Zeitsprung ins Jahr 2024: Wir leben in einer komplexen und chaotischen Welt. Die Kybernetik hat schon vor Jahrzehnten beschrieben, dass sich diese Komplexität nicht mehr top down managen lässt. Organisations-Entwickler und Berater beschreiben, was es braucht: mehr Selbstorganisation, Agilität und dezentrale Entscheidungen. Eine Fehlerkultur, damit Mitarbeiter bereit sind, Rückschläge sportlich zu nehmen. Und ein Growth Mindset, um zu wachsen und lebenslang zu lernen!

Motiviert durch die Erkenntnisse von dynamischen Start-up-Pionieren und New-Work-Vordenkern wie Frédéric Laloux (Autor des Grundlagenwerks für selbst organisiertes Arbeiten) fordern Führungskräfte ihre Mitarbeiter auf: Legt los! Habt keine Angst! Riskiert was! Nutzt eure Spielräume! Seid mutig! Sagt, was Ihr denkt! Bitte, bitte: Macht einfach, Ihr wisst doch am besten, was in euren Positionen das Richtige ist!

Und was passiert? Das Gleiche wie bei Seligmans Hunden: nichts! Natürlich nicht überall und immer. Aber je größer die Organisation und je länger die Mitarbeiter dabei sind, desto wahrscheinlicher ist es, dass alles bleibt, wie es ist. Unternehmer wundern sich, warum die „befreiten“ Mitarbeiter „nicht wollen“. Aber das Experiment von Seligman zeigt, dass die Hypothese vom „nicht wollen“ falsch ist.

„Klassiker“ der Führungsrhetorik

Erinnern wir uns an ein paar Schmankerl der destruktiven Parolen und Killerphrasen, mit denen immer wieder Gespräche in Unternehmen beendet und Entscheidungen begründet werden.

Hier meine spontanen Top 10:

1. Ober sticht Unter.

2. So ist das halt bei uns.

3. Das haben wir schon immer so gemacht.

4. Die Anweisung kommt von oben, da kann man halt nichts machen.

5. Wir sind hier nicht bei „Wünsch dir was“, wir sind hier bei „So isses“!

6. Sie kennen ja die drei Alternativen: Love it, leave it, change it!

7. Wenn es Ihnen nicht passt, können Sie ja gehen.

8. Warum ich das mache? Weil ich es kann!

9. So sind halt die Regeln, wer lesen kann, ist klar im Vorteil!

10. Sie sollen nicht denken und fragen, Sie sollen machen!

Aussagen wie diese sind verbale Stromschläge für Mitarbeiter und drücken diese nach und nach in die erlernte Hilflosigkeit. Je nachdem, wo die Mitarbeiter in diesem Prozess stehen, versuchen sie noch, sich zu wehren, zu diskutieren oder kritische Fragen zu stellen, schließlich zieht der Zynismus ein.

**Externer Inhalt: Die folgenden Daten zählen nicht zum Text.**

// crates/tally-policy/src/lib.rs
// ============================================================================
// Module: Tally Policy Library
// Description: Public API surface for the configuration policy engine.
// Purpose: Expose config values, rules, policy nodes/trees, and their codecs.
// Dependencies: crate::{error, node, rule, serde_support, tree, value, wire}
// ============================================================================

//! ## Overview
//! `tally-policy` validates, defaults, and merges untyped operator config
//! before it reaches a plugin. Rules are grouped into nodes, nodes are
//! arranged in a namespace tree, and every entity has both a JSON form and a
//! compact binary form so policies survive the plugin RPC boundary.

// ============================================================================
// SECTION: Modules
// ============================================================================

pub mod error;
pub mod node;
pub mod rule;
mod serde_support;
pub mod tree;
pub mod value;
pub mod wire;

// ============================================================================
// SECTION: Re-Exports
// ============================================================================

pub use error::CodecError;
pub use error::NumericValue;
pub use error::PolicyError;
pub use error::RuleError;
pub use error::ValidationError;
pub use node::ConfigPolicyNode;
pub use node::ProcessingErrors;
pub use rule::FloatRule;
pub use rule::IntegerRule;
pub use rule::Rule;
pub use rule::RuleKind;
pub use rule::StringRule;
pub use tree::ConfigPolicyTree;
pub use tree::PolicyPath;
pub use value::ConfigMap;
pub use value::ConfigValue;
pub use value::ConfigValueType;
pub use wire::WireDecode;
pub use wire::WireEncode;
pub use wire::from_wire_bytes;
pub use wire::to_wire_bytes;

Es folgen Dienst nach Vorschrift und innere Kündigung. Fremdgesteuert und ohne freie Gestaltungs-Möglichkeiten werden Mitarbeiter häufiger krank, auch das Burnout-Risiko steigt. Einige mobilisieren die letzten Kräfte oder erhalten Hilfe und bewerben sich weg. Schon lange ist bekannt: Vorgesetzte nehmen ihre Fluktuations- und Krankenquoten mit.

Die Kraft der Worte

Neurobiologen haben herausgefunden, dass nicht etwa unsere Gene darüber entscheiden, wie sich unser Leben entwickelt, sondern dass überwiegend das Umfeld entscheidet, welche Teile unserer Gensequenz aktiviert werden. Diese formen die Vorlage, aus denen unser Körper dann Aminosäuren bildet, die als Hormone und andere Botenstoffe unser Gemüt, die Entwicklung unserer Organe und unsere Gesundheit bestimmen. Das psychosoziale Milieu, in dem wir uns befinden, entscheidet, ob wir krank werden oder aufblühen.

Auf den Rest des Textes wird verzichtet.